Harnessing Redox: Biocomposites Modulate Macrophage-Stem Cell Dynamics in Osteo-Inflammation.

Abstract

This review elucidates the complex interplay among oxidative stress (OS), macrophage polarization, and stem cell-driven osteogenesis, emphasizing the regulatory influence of reactive oxygen species (ROS) on bone repair and regeneration. It demonstrates that an imbalance in ROS can impede bone healing by disrupting the equilibrium between pro-inflammatory (M1) and pro-repair (M2) macrophage phenotypes.

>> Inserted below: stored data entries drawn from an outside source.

//! Training Logger
//!
//! Writes one CSV row per epoch and mirrors it to the `tracing` log.
//!
//! ## Example
//!
//! ```rust,no_run
//! use vidcap::TrainingLogger;
//!
//! let mut logger = TrainingLogger::new("training_log.csv")?;
//! logger.log(1, 4.21, 0.52, 0.52, Some("a man is playing a guitar"))?;
//! # Ok::<(), vidcap::CaptionError>(())
//! ```
//!
//! ## CSV Format
//!
//! - `epoch`: Epoch number, starting at 1
//! - `elapsed_seconds`: Time since the logger was created
//! - `train_loss`: Mean summed-over-timesteps loss per batch
//! - `val_score`: Mean caption score on the validation split
//! - `best_score`: Best validation score so far
//! - `sample`: A decoded caption from the validation split

use crate::error::{CaptionError, Result};
use std::fs::File;
use std::io::Write;
use std::path::{Path, PathBuf};
use std::time::Instant;

/// Per-epoch metrics logger
pub struct TrainingLogger {
    log_file: File,
    path: PathBuf,
    start_time: Instant,
    last_log_time: Instant,
}

impl TrainingLogger {
    /// Create the CSV file and write its header
    pub fn new<P: AsRef<Path>>(log_path: P) -> Result<Self> {
        let path = log_path.as_ref().to_path_buf();
        let mut log_file = File::create(&path).map_err(|e| CaptionError::io(&path, e))?;
        writeln!(log_file, "epoch,elapsed_seconds,train_loss,val_score,best_score,sample")
            .map_err(|e| CaptionError::io(&path, e))?;

        let now = Instant::now();
        Ok(Self {
            log_file,
            path,
            start_time: now,
            last_log_time: now,
        })
    }

    /// Record one epoch
    pub fn log(
        &mut self,
        epoch: usize,
        train_loss: f32,
        val_score: f32,
        best_score: f32,
        sample: Option<&str>,
    ) -> Result<()> {
        let elapsed = self.start_time.elapsed().as_secs_f32();
        let sample_escaped = sample.map(|s| s.replace('"', "\"\"")).unwrap_or_default();

        writeln!(
            self.log_file,
            "{},{:.2},{:.4},{:.4},{:.4},\"{}\"",
            epoch, elapsed, train_loss, val_score, best_score, sample_escaped
        )
        .and_then(|_| self.log_file.flush())
        .map_err(|e| CaptionError::io(&self.path, e))?;

        let epoch_time = self.last_log_time.elapsed().as_secs_f32();
        tracing::info!(
            "Epoch {:4} | Time: {:7.1}s (+{:.1}s) | Loss: {:.4} | Score: {:.4} | Best: {:.4}",
            epoch,
            elapsed,
            epoch_time,
            train_loss,
            val_score,
            best_score
        );
        if let Some(text) = sample {
            tracing::info!("  Sample: \"{}\"", text);
        }

        self.last_log_time = Instant::now();
        Ok(())
    }
}

#[cfg(test)]
mod tests {
    use super::*;

    #[test]
    fn test_writes_header_and_rows() {
        let dir = tempfile::tempdir().unwrap();
        let path = dir.path().join("log.csv");
        let mut logger = TrainingLogger::new(&path).unwrap();
        logger.log(1, 3.5, 0.25, 0.25, Some("a \"quoted\" cat")).unwrap();
        logger.log(2, 3.1, 0.2, 0.25, None).unwrap();

        let text = std::fs::read_to_string(&path).unwrap();
        let lines: Vec<&str> = text.lines().collect();
        assert_eq!(lines.len(), 3);
        assert!(lines[0].starts_with("epoch,"));
        assert!(lines[1].starts_with("1,"));
        assert!(lines[1].ends_with("\"a \"\"quoted\"\" cat\""));
        assert!(lines[2].contains(",3.1000,0.2000,0.2500,"));
    }
}
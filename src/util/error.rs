//! Error types for screenwatch.

use thiserror::Error;

/// Result alias for engine operations.
pub type EngineResult<T> = std::result::Result<T, EngineError>;

/// Errors that can occur while building caches, matching or driving the engine.
#[derive(Clone, Debug, Error, PartialEq, Eq)]
pub enum EngineError {
    /// Image dimensions are zero or overflow.
    #[error("invalid dimensions: {width}x{height}")]
    InvalidDimensions {
        /// Width that was rejected.
        width: usize,
        /// Height that was rejected.
        height: usize,
    },
    /// Row stride is smaller than the row width.
    #[error("invalid stride {stride} for width {width}")]
    InvalidStride {
        /// Width in elements.
        width: usize,
        /// Stride in elements.
        stride: usize,
    },
    /// Backing buffer is too short for the requested view.
    #[error("buffer too small: needed {needed}, got {got}")]
    BufferTooSmall {
        /// Minimum length required.
        needed: usize,
        /// Length that was provided.
        got: usize,
    },
    /// Region lies outside the image bounds.
    #[error("roi {width}x{height} at ({x}, {y}) outside {img_width}x{img_height}")]
    RoiOutOfBounds {
        /// ROI x origin.
        x: usize,
        /// ROI y origin.
        y: usize,
        /// ROI width.
        width: usize,
        /// ROI height.
        height: usize,
        /// Image width.
        img_width: usize,
        /// Image height.
        img_height: usize,
    },
    /// Template cannot be correlated (for example a flat color patch).
    #[error("degenerate template: {reason}")]
    DegenerateTemplate {
        /// Why the template was rejected.
        reason: &'static str,
    },
    /// Template and image plane layouts disagree.
    #[error("plane mismatch: template has {template} planes, image has {image}")]
    PlaneMismatch {
        /// Planes in the template plan.
        template: usize,
        /// Planes supplied by the image.
        image: usize,
    },
    /// Scale parameters are not usable.
    #[error("invalid scale: {reason}")]
    InvalidScale {
        /// Why the scale was rejected.
        reason: &'static str,
    },
    /// Loading or decoding an image failed.
    #[error("image io error for {path}: {reason}")]
    ImageIo {
        /// Path that failed to load.
        path: String,
        /// Decoder or filesystem message.
        reason: String,
    },
    /// Configuration is malformed.
    #[error("invalid configuration: {0}")]
    InvalidConfig(String),
    /// A cache rebuild is already running; the request was dropped.
    #[error("cache rebuild already in progress")]
    RebuildInProgress,
    /// Quick timer slot outside `1..=9`.
    #[error("quick timer slot {slot} out of range 1..=9")]
    QuickTimerSlot {
        /// Rejected slot.
        slot: u8,
    },
    /// The worker pool could not be created or a worker disappeared.
    #[error("worker pool error: {0}")]
    Worker(String),
    /// Monitoring is already running or already stopped.
    #[error("monitoring state error: {0}")]
    Monitoring(&'static str),
}
use crate::search::MatchMode;
use crate::util::math::secs;
use crate::util::{EngineError, EngineResult};
use serde::{Deserialize, Serialize};
use std::path::PathBuf;
use std::time::Duration;

/// Symmetric multiplier sweep around the base scale.
#[derive(Clone, Copy, Debug, PartialEq, Serialize, Deserialize)]
#[serde(default)]
pub struct ScaleSweep {
    /// Center multiplier.
    pub center: f32,
    /// Half-width of the sweep.
    pub range: f32,
    /// Number of multipliers (1 means center only).
    pub steps: u32,
}

impl Default for ScaleSweep {
    fn default() -> Self {
        Self {
            center: 1.0,
            range: 0.0,
            steps: 1,
        }
    }
}

/// Window-relative scaling.
#[derive(Clone, Debug, Default, PartialEq, Serialize, Deserialize)]
#[serde(default)]
pub struct ScaleSettings {
    /// Window width the templates were captured at; enables window scaling.
    pub reference_width: Option<u32>,
    /// Optional multi-scale sweep.
    pub sweep: Option<ScaleSweep>,
}

/// Capture backend selection.
#[derive(Clone, Debug, PartialEq, Serialize, Deserialize)]
#[serde(default)]
pub struct CaptureSettings {
    /// Preferred backend name.
    pub method: String,
    /// Downscale applied to every captured frame (1.0 = native).
    pub scale: f32,
    /// Consecutive failures before the scheduler halts.
    pub max_failures: u32,
}

impl Default for CaptureSettings {
    fn default() -> Self {
        Self {
            method: "monitor".to_string(),
            scale: 1.0,
            max_failures: 30,
        }
    }
}

/// Reduced check rate after a period without clicks.
#[derive(Clone, Debug, PartialEq, Serialize, Deserialize)]
#[serde(default)]
pub struct EcoSettings {
    pub enabled: bool,
    pub idle_after_secs: f64,
    pub interval_secs: f64,
}

impl Default for EcoSettings {
    fn default() -> Self {
        Self {
            enabled: false,
            idle_after_secs: 60.0,
            interval_secs: 1.0,
        }
    }
}

/// Perceptual-hash stability gate.
#[derive(Clone, Debug, PartialEq, Serialize, Deserialize)]
#[serde(default)]
pub struct StabilitySettings {
    pub enabled: bool,
    /// Maximum Hamming distance between the oldest and newest hash.
    pub threshold: u32,
    /// Side of the square corner crop that is hashed, in frame pixels.
    pub crop_size: u32,
}

impl Default for StabilitySettings {
    fn default() -> Self {
        Self {
            enabled: false,
            threshold: 5,
            crop_size: 64,
        }
    }
}

/// Priority episode timeouts.
#[derive(Clone, Debug, PartialEq, Serialize, Deserialize)]
#[serde(default)]
pub struct PrioritySettings {
    /// No-activity timeout for image- and sequence-gated episodes.
    pub activity_timeout_secs: f64,
}

impl Default for PrioritySettings {
    fn default() -> Self {
        Self {
            activity_timeout_secs: 10.0,
        }
    }
}

/// Quick timer behaviour.
#[derive(Clone, Debug, PartialEq, Serialize, Deserialize)]
#[serde(default)]
pub struct QuickTimerSettings {
    /// Seconds past target after which an unmatched entry is dropped.
    pub grace_secs: f64,
    /// Default match threshold.
    pub threshold: f32,
}

impl Default for QuickTimerSettings {
    fn default() -> Self {
        Self {
            grace_secs: 5.0,
            threshold: 0.85,
        }
    }
}

/// Click execution.
#[derive(Clone, Debug, PartialEq, Serialize, Deserialize)]
#[serde(default)]
pub struct ActionSettings {
    pub activate_retries: u32,
    pub activate_delay_ms: u64,
    /// Block user input while a click is delivered.
    pub block_input: bool,
}

impl Default for ActionSettings {
    fn default() -> Self {
        Self {
            activate_retries: 3,
            activate_delay_ms: 50,
            block_input: true,
        }
    }
}

/// Watchdog for the controlled application.
#[derive(Clone, Debug, PartialEq, Serialize, Deserialize)]
#[serde(default)]
pub struct LifecycleSettings {
    pub enabled: bool,
    /// Case-insensitive substrings matched against process name and executable path.
    pub process_markers: Vec<String>,
    /// Program used to relaunch the application; the tracked executable when unset.
    pub relaunch_command: Option<PathBuf>,
    pub relaunch_args: Vec<String>,
    /// Consecutive clicks on one path that count as unresponsive.
    pub stall_clicks: u32,
    /// Seconds to wait after relaunch before looking for the window.
    pub startup_wait_secs: f64,
    /// Seconds to poll for the relaunched window.
    pub window_timeout_secs: f64,
    /// Seconds between liveness checks.
    pub check_interval_secs: f64,
}

impl Default for LifecycleSettings {
    fn default() -> Self {
        Self {
            enabled: false,
            process_markers: Vec::new(),
            relaunch_command: None,
            relaunch_args: Vec::new(),
            stall_clicks: 20,
            startup_wait_secs: 5.0,
            window_timeout_secs: 30.0,
            check_interval_secs: 2.0,
        }
    }
}

/// All engine tunables.
#[derive(Clone, Debug, PartialEq, Serialize, Deserialize)]
#[serde(default)]
pub struct EngineSettings {
    pub tick_interval_ms: u64,
    /// Frames skipped between two checks.
    pub skip_frames: u32,
    pub eco: EcoSettings,
    pub capture: CaptureSettings,
    pub scale: ScaleSettings,
    pub match_mode: MatchMode,
    /// Row-parallel correlation.
    pub parallel: bool,
    pub min_var_i: f32,
    pub stability: StabilitySettings,
    pub ocr_rearm_secs: f64,
    pub priority: PrioritySettings,
    /// Throttle applied after a countdown click.
    pub countdown_cooldown_secs: f64,
    pub quick_timer: QuickTimerSettings,
    pub action: ActionSettings,
    pub lifecycle: LifecycleSettings,
    pub workers: usize,
    pub stop_timeout_ms: u64,
}

impl Default for EngineSettings {
    fn default() -> Self {
        Self {
            tick_interval_ms: 50,
            skip_frames: 0,
            eco: EcoSettings::default(),
            capture: CaptureSettings::default(),
            scale: ScaleSettings::default(),
            match_mode: MatchMode::Color,
            parallel: true,
            min_var_i: 1e-8,
            stability: StabilitySettings::default(),
            ocr_rearm_secs: 2.0,
            priority: PrioritySettings::default(),
            countdown_cooldown_secs: 1.0,
            quick_timer: QuickTimerSettings::default(),
            action: ActionSettings::default(),
            lifecycle: LifecycleSettings::default(),
            workers: 4,
            stop_timeout_ms: 2000,
        }
    }
}

impl EngineSettings {
    /// Rejects values the engine cannot run with.
    pub fn validate(&self) -> EngineResult<()> {
        if self.tick_interval_ms == 0 {
            return Err(EngineError::InvalidConfig(
                "tick_interval_ms must be positive".into(),
            ));
        }
        if !(self.capture.scale.is_finite() && self.capture.scale > 0.0) {
            return Err(EngineError::InvalidConfig(
                "capture.scale must be positive".into(),
            ));
        }
        if self.workers == 0 {
            return Err(EngineError::InvalidConfig("workers must be positive".into()));
        }
        if let Some(sweep) = &self.scale.sweep {
            if !(sweep.center.is_finite() && sweep.center > 0.0 && sweep.range >= 0.0) {
                return Err(EngineError::InvalidConfig(
                    "scale.sweep needs a positive center and a non-negative range".into(),
                ));
            }
        }
        Ok(())
    }

    pub fn tick_interval(&self) -> Duration {
        Duration::from_millis(self.tick_interval_ms)
    }

    pub fn ocr_rearm(&self) -> Duration {
        secs(self.ocr_rearm_secs)
    }

    pub fn activity_timeout(&self) -> Duration {
        secs(self.priority.activity_timeout_secs)
    }

    pub fn countdown_cooldown(&self) -> Duration {
        secs(self.countdown_cooldown_secs)
    }

    pub fn stop_timeout(&self) -> Duration {
        Duration::from_millis(self.stop_timeout_ms)
    }
}

#[cfg(test)]
mod tests {
    use super::EngineSettings;
    use crate::search::MatchMode;

    #[test]
    fn partial_documents_fill_defaults() {
        let settings: EngineSettings =
            serde_json::from_str(r#"{"match_mode":"strict_color","capture":{"scale":0.5}}"#)
                .unwrap();
        assert_eq!(settings.match_mode, MatchMode::StrictColor);
        assert_eq!(settings.capture.scale, 0.5);
        assert_eq!(settings.capture.method, "monitor");
        assert_eq!(settings.tick_interval_ms, 50);
        assert!(settings.validate().is_ok());
    }

    #[test]
    fn validate_rejects_zero_capture_scale() {
        let mut settings = EngineSettings::default();
        settings.capture.scale = 0.0;
        assert!(settings.validate().is_err());
    }
}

Furthermore, the review delineates the mechanisms through which ROS can influence mesenchymal stem cell differentiation and osteoclast activity, while also highlighting the body's antioxidant defenses that counteract OS. Innovative strategies are explored, particularly the use of biomaterials and nanomedicine, which aim to modulate ROS levels and macrophage polarization, thereby fostering a conducive microenvironment for bone regeneration. The integration of nanotechnology, biomaterials, and cellular biology emerges as a promising frontier for advancing bone regeneration therapies, with the necessity for clinical validation underscored throughout. Impact Statement This review establishes redox modulation as a paradigm-shifting strategy for bone regeneration. We elucidate how engineered biocomposites precisely recalibrate reactive oxygen species (ROS) to resolve osteo-inflammation, directing macrophage polarization from pro-inflammatory (M1) to pro-regenerative (M2) phenotypes. This immune reprogramming synergistically enhances mesenchymal stem cell osteogenesis and suppresses osteoclastogenesis. By integrating cutting-edge biomaterial design-including enzyme-mimetic nanozymes and organelle-targeted antioxidants-we highlight clinically viable solutions for diabetic bone defects, osteoporosis, and rheumatoid arthritis. Our framework bridges immunology, nanotechnology, and tissue engineering, offering transformative therapeutic avenues for inflammatory osteopathies.